Dans son post, il renseigne : "j'ai annoncé à mes amis lors de la réunion du conseil d'administration tenue le 26 avril 2016 ma décision de démissionner de mon poste de président du conseil d'administration du Club. Je leur renouvelle ici mes remerciements pour la confiance qu'ils m'ont accordée".

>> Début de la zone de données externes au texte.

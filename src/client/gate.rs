//! License verification client.
//!
//! [`LicenseGate`] ties the pieces together: it builds the request URL,
//! attaches a fresh challenge when challenge mode is on, performs a single
//! GET through its [`Transport`], and classifies the reply.
//!
//! ```rust,no_run
//! use licensegate::client::gate::LicenseGate;
//! use licensegate::outcome::Outcome;
//!
//! # async fn run() -> std::io::Result<()> {
//! let gate = LicenseGate::new("my-account")
//!     .with_public_key(std::fs::read_to_string("licensegate_public.pem")?);
//!
//! match gate.verify("ABCD-EFGH", Some("pro"), None).await {
//!     Outcome::Valid => println!("licensed"),
//!     other => println!("not licensed: {other}"),
//! }
//! # Ok(())
//! # }
//! ```

use std::sync::Arc;
use std::time::Duration;

use tracing::{info_span, Instrument};

use crate::client::challenge::generate_challenge;
use crate::client::classifier::{classify, ChallengeContext};
use crate::client::diagnostics::{DebugEvent, DebugSink, NoopSink, TracingSink};
use crate::client::responses::ServerResponse;
use crate::client::transport::{ReqwestTransport, Transport, DEFAULT_TIMEOUT};
use crate::client::url::VerificationRequest;
use crate::config::{ClientConfig, DEFAULT_SERVER_URL};
use crate::errors::{VerifyError, VerifyResult};
use crate::outcome::Outcome;

/// User agent sent with every verification request.
pub const USER_AGENT: &str = "Mozilla/5.0";

/// Verification client for one account.
///
/// Configure with the builder methods, then share freely: `verify` takes
/// `&self` and calls are independent of each other.
#[derive(Clone)]
pub struct LicenseGate {
    account_id: String,
    public_key: Option<String>,
    server_url: String,
    use_challenges: bool,
    debug: bool,
    timeout: Duration,
    /// Custom transport; `None` means a `ReqwestTransport` built per call.
    transport: Option<Arc<dyn Transport>>,
    sink: Arc<dyn DebugSink>,
}

impl std::fmt::Debug for LicenseGate {
    fn fmt(&self, f: &mut std::fmt::Formatter<'_>) -> std::fmt::Result {
        f.debug_struct("LicenseGate")
            .field("account_id", &self.account_id)
            .field("has_public_key", &self.public_key.is_some())
            .field("server_url", &self.server_url)
            .field("use_challenges", &self.use_challenges)
            .field("debug", &self.debug)
            .field("timeout", &self.timeout)
            .field("custom_transport", &self.transport.is_some())
            .finish()
    }
}

impl LicenseGate {
    pub fn new(account_id: impl Into<String>) -> Self {
        Self {
            account_id: account_id.into(),
            public_key: None,
            server_url: DEFAULT_SERVER_URL.to_string(),
            use_challenges: false,
            debug: false,
            timeout: DEFAULT_TIMEOUT,
            transport: None,
            sink: Arc::new(NoopSink),
        }
    }

    /// Set the public key used to check signed challenges. Enables challenge mode.
    pub fn with_public_key(mut self, public_key_pem: impl Into<String>) -> Self {
        self.public_key = Some(public_key_pem.into());
        self.use_challenges = true;
        self
    }

    /// Point at a different validation server.
    pub fn with_validation_server(mut self, server_url: impl Into<String>) -> Self {
        self.server_url = server_url.into();
        self
    }

    /// Require signed challenges.
    pub fn use_challenges(mut self) -> Self {
        self.use_challenges = true;
        self
    }

    /// Emit request/response diagnostics through `tracing`.
    pub fn debug(mut self) -> Self {
        self.debug = true;
        self.sink = Arc::new(TracingSink);
        self
    }

    /// Emit diagnostics to a custom sink. Enables debug mode.
    pub fn with_debug_sink(mut self, sink: Arc<dyn DebugSink>) -> Self {
        self.debug = true;
        self.sink = sink;
        self
    }

    /// Replace the HTTP transport. The timeout setting does not apply to it.
    pub fn with_transport(mut self, transport: Arc<dyn Transport>) -> Self {
        self.transport = Some(transport);
        self
    }

    /// Request timeout for the default transport.
    pub fn with_timeout(mut self, timeout: Duration) -> Self {
        self.timeout = timeout;
        self
    }

    /// Build a client from loaded configuration.
    ///
    /// Fails only if a configured key file cannot be read.
    pub fn from_config(config: &ClientConfig) -> VerifyResult<Self> {
        let mut gate = LicenseGate::new(config.account_id.clone())
            .with_validation_server(config.server_url.clone())
            .with_timeout(Duration::from_secs(config.timeout_secs));

        if let Some(key) = config.resolve_public_key()? {
            gate = gate.with_public_key(key);
        }
        if config.use_challenges {
            gate = gate.use_challenges();
        }
        if config.debug {
            gate = gate.debug();
        }

        Ok(gate)
    }

    pub fn account_id(&self) -> &str {
        &self.account_id
    }

    pub fn public_key(&self) -> Option<&str> {
        self.public_key.as_deref()
    }

    pub fn server_url(&self) -> &str {
        &self.server_url
    }

    pub fn challenges_enabled(&self) -> bool {
        self.use_challenges
    }

    pub fn debug_enabled(&self) -> bool {
        self.debug
    }

    pub fn timeout(&self) -> Duration {
        self.timeout
    }

    /// Verify a license key against the validation server.
    ///
    /// Performs exactly one request. Every failure mode is folded into the
    /// returned [`Outcome`]; this never errors or panics on bad input.
    pub async fn verify(
        &self,
        license_key: &str,
        scope: Option<&str>,
        metadata: Option<&str>,
    ) -> Outcome {
        let span = info_span!(
            "licensegate_verify",
            account_id = %self.account_id,
            challenge = self.use_challenges,
        );

        async move {
            let request = VerificationRequest {
                license_key,
                scope,
                metadata,
                challenge: self.use_challenges.then(generate_challenge),
            };

            let response = match self.request_server(&request).await {
                Ok(response) => response,
                Err(error) => {
                    self.sink.emit(&DebugEvent::TransportFailure { error: &error });
                    return Outcome::ConnectionError;
                }
            };

            let context = match request.challenge.as_deref() {
                Some(nonce) => ChallengeContext::Enabled {
                    nonce,
                    public_key: self.public_key.as_deref(),
                },
                None => ChallengeContext::Disabled,
            };

            let classification = classify(&response, &context);
            self.sink.emit(&DebugEvent::Classified {
                outcome: classification.outcome,
                rule: &classification.rule,
            });

            classification.outcome
        }
        .instrument(span)
        .await
    }

    /// `true` iff [`verify`](Self::verify) returns [`Outcome::Valid`].
    pub async fn verify_simple(
        &self,
        license_key: &str,
        scope: Option<&str>,
        metadata: Option<&str>,
    ) -> bool {
        self.verify(license_key, scope, metadata).await.is_valid()
    }

    async fn request_server(&self, request: &VerificationRequest<'_>) -> VerifyResult<ServerResponse> {
        let url = request.url(&self.server_url, &self.account_id);
        self.sink.emit(&DebugEvent::Request { url: &url });

        let headers = [("User-Agent", USER_AGENT)];
        let resp = match &self.transport {
            Some(transport) => transport.get(&url, &headers).await?,
            None => ReqwestTransport::new(self.timeout).get(&url, &headers).await?,
        };

        self.sink.emit(&DebugEvent::Response {
            status: resp.status,
            body: &resp.body,
        });

        if !resp.is_success() {
            return Err(VerifyError::HttpStatus(resp.status));
        }

        Ok(ServerResponse::from_body(&resp.body)?) // → VerifyError::MalformedBody
    }
}
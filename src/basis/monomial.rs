use nalgebra::DMatrix;

use crate::{
    basis::{default_basis_of_product, AnyBasis, Basis},
    domain::DomainRange,
    error::{Error, Result},
    value::{IntClampedCast, Value},
};

/// Standard (non-normalized) monomial basis.
///
/// The monomial basis represents functions using the familiar powers of `t`:
///
/// ```text
/// 1, t, t², …, tⁿ⁻¹
/// ```
///
/// This is the simplest and most intuitive basis. However, it is **not normalized**, which
/// means its Gram matrix becomes badly conditioned for large `n_basis` (it is a Hilbert
/// matrix on `[0, 1]`).
///
/// # Example
/// ```rust
/// use fdbasis::{basis::{Basis, MonomialBasis}, DomainRange};
///
/// let basis = MonomialBasis::new(DomainRange::<f64>::new(0.0, 5.0).unwrap(), 3).unwrap();
/// let values = basis.evaluate(&[0.0, 1.0, 2.0], 0).unwrap();
/// assert_eq!(values.row(2).iter().copied().collect::<Vec<_>>(), vec![0.0, 1.0, 4.0]);
/// ```
#[derive(Debug, Clone, PartialEq)]
pub struct MonomialBasis<T: Value = f64> {
    domain_range: DomainRange<T>,
    n_basis: usize,
}
impl<T: Value> MonomialBasis<T> {
    /// Creates the basis `1, t, …, t^(n_basis - 1)` over a one-dimensional domain.
    ///
    /// # Errors
    /// Returns an error if `n_basis` is 0 or the domain is not one-dimensional.
    pub fn new(domain_range: DomainRange<T>, n_basis: usize) -> Result<Self> {
        if n_basis == 0 {
            return Err(Error::InvalidNumberOfBasis(n_basis));
        }

        domain_range.ensure_dim(1)?;
        Ok(Self {
            domain_range,
            n_basis,
        })
    }

    /// Highest power in the basis.
    #[must_use]
    pub fn degree(&self) -> usize {
        self.n_basis - 1
    }

    /// Returns the constant and exponent of the `derivative`-th derivative of each basis function.
    ///
    /// `d^d/dt^d tᵏ = k·(k-1)·…·(k-d+1) · t^(k-d)`, and the constant is 0 when `k < d`.
    ///
    /// When `k < d` the exponent is clamped to 0 instead of going negative. The constant is
    /// already 0 there, so this only keeps `0^(negative)` from producing an infinity that
    /// would turn the product into `NaN`.
    fn coefficients_and_exponents(&self, derivative: usize) -> Vec<(T, i32)> {
        (0..self.n_basis)
            .map(|k| {
                let coef = T::falling_factorial(k, derivative);
                let exponent = k.saturating_sub(derivative).clamped_cast::<i32>();
                (coef, exponent)
            })
            .collect()
    }

    /// Values of `∫ tᵐ dt` over the domain, for `m = 0 … count - 1`.
    ///
    /// Barrow's rule: the antiderivative `t^(m+1) / (m+1)` evaluated at both ends.
    fn power_integrals(&self, count: usize) -> Vec<T> {
        let (a, b) = (self.domain_range.start(), self.domain_range.end());

        // Integral constants 1/(m+1), then the difference of the endpoint powers
        (0..count)
            .map(|m| {
                let exponent = (m + 1).clamped_cast::<i32>();
                let integral_coef = T::one() / T::from_positive_int(m + 1);
                integral_coef * (Value::powi(b, exponent) - Value::powi(a, exponent))
            })
            .collect()
    }
}
impl<T: Value> Basis<T> for MonomialBasis<T> {
    type Derivative = Self;

    fn domain_range(&self) -> &DomainRange<T> {
        &self.domain_range
    }

    fn n_basis(&self) -> usize {
        self.n_basis
    }

    fn evaluate_unchecked(&self, points: &[T], derivative: usize) -> DMatrix<T> {
        let terms = self.coefficients_and_exponents(derivative);
        DMatrix::from_fn(self.n_basis, points.len(), |k, j| {
            let (coef, exponent) = terms[k];
            coef * Value::powi(points[j], exponent)
        })
    }

    fn derivative(&self, coefficients: &DMatrix<T>, order: usize) -> Result<(Self, DMatrix<T>)> {
        self.check_coefficients(coefficients)?;
        if order == 0 {
            return Ok((self.clone(), coefficients.clone()));
        }

        if order >= self.n_basis {
            // Every term vanishes; keep the smallest valid basis and represent the zero function
            tracing::debug!(
                n_basis = self.n_basis,
                order,
                "derivative order exceeds the degree, result is the zero function"
            );
            let basis = Self::new(self.domain_range.clone(), 1)?;
            return Ok((basis, DMatrix::zeros(coefficients.nrows(), 1)));
        }

        // Degrees shift down by `order`; the term cₖ tᵏ becomes cₖ·k!/(k-order)! t^(k-order)
        let n_basis = self.n_basis - order;
        let derived = DMatrix::from_fn(coefficients.nrows(), n_basis, |row, j| {
            coefficients[(row, j + order)] * T::falling_factorial(j + order, order)
        });

        Ok((Self::new(self.domain_range.clone(), n_basis)?, derived))
    }

    /// Closed form Gram matrix.
    ///
    /// `G[i, j] = ∫ t^(i+j) dt` only depends on `i + j`, so the `2n - 1` power integrals are
    /// computed once and laid out along the anti-diagonals (a Hankel matrix).
    fn gram_matrix(&self) -> DMatrix<T> {
        let n = self.n_basis;
        let integrals = self.power_integrals(2 * n - 1);

        tracing::trace!(n_basis = n, "monomial gram matrix built");
        DMatrix::from_fn(n, n, |i, j| integrals[i + j])
    }

    fn basis_of_product(&self, other: &AnyBasis<T>) -> Result<AnyBasis<T>> {
        self.domain_range.ensure_same(other.domain_range())?;

        match other {
            // Degrees up to n1+n2-2 only need n1+n2-1 functions; one extra is kept on purpose
            AnyBasis::Monomial(other) => {
                let n_basis = self.n_basis + other.n_basis;
                Ok(Self::new(self.domain_range.clone(), n_basis)?.into())
            }

            _ => other.rbasis_of_product(&self.clone().into()),
        }
    }

    fn rbasis_of_product(&self, other: &AnyBasis<T>) -> Result<AnyBasis<T>> {
        default_basis_of_product(&self.clone().into(), other)
    }

    fn with_domain_range(&self, domain_range: DomainRange<T>) -> Result<Self> {
        Self::new(domain_range, self.n_basis)
    }
}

Cela explique-t-il cela ? Tout porte à le croire. Car le Club se voulant apolitique, ce serait incongru qu'il continue à le diriger cumulativement avec ses nouvelles charges de leader politique qu'il va étrenner dans deux jours. A 63 ans, ce diplômé de l'école des Hautes études commerciales de Paris (HEC-Paris) de la Sorbonne, qui a fait toute sa riche carrière dans le milieu bancaire (Bceao, Biao, Cbao, Bst, Mastercard) où il a occupé des fonctions de premier rang, va donc opérer une mue dans sa trajectoire en plongeant dans la politique. Il marche ainsi sur les traces d'un Alassane Dramane Ouattara (sous les ordres de qui il a travaillé de 1976 jusqu'au début des années 80 à la Bceao), de Yayi Boni qui a dirigé la Boad avant de présider aux destinées du Bénin.
Pourtant, dit-on, le prédécesseur de Mimi Touré à la Primature faisait souvent part à son entourage de sa circonspection par rapport à la chose politique. S'il se voulait prudent, c'est parce que la politique demande beaucoup de moyens et il ne voulait pas y mettre ses billes, de peur de se faire ruiner. Le deuxième obstacle qui le retenait, dit-on c'est son appréhension à se retrouver, au terme d'une élection présidentielle, avec un score ridicule, à l'image de Ibrahima Fall qui, pourtant, se considérait comme la véritable alternative au régime controversé de Me Abdoulaye Wade. A-t-il résolu ces deux équations ? "That is the question", comme disent les British Sur le plan financier, ses proches confient qu'il a reçu la promesse de soutien de grands groupes internationaux. Et pour se faire une petite idée de sa représentativité, l'aîné de la fratrie Mbaye va participer aux prochaines législatives. S'il parvient à décrocher un groupe parlementaire à l'Assemblée nationale, il aura toutes les cartes en mains pour faire face à Macky Sall en 2019.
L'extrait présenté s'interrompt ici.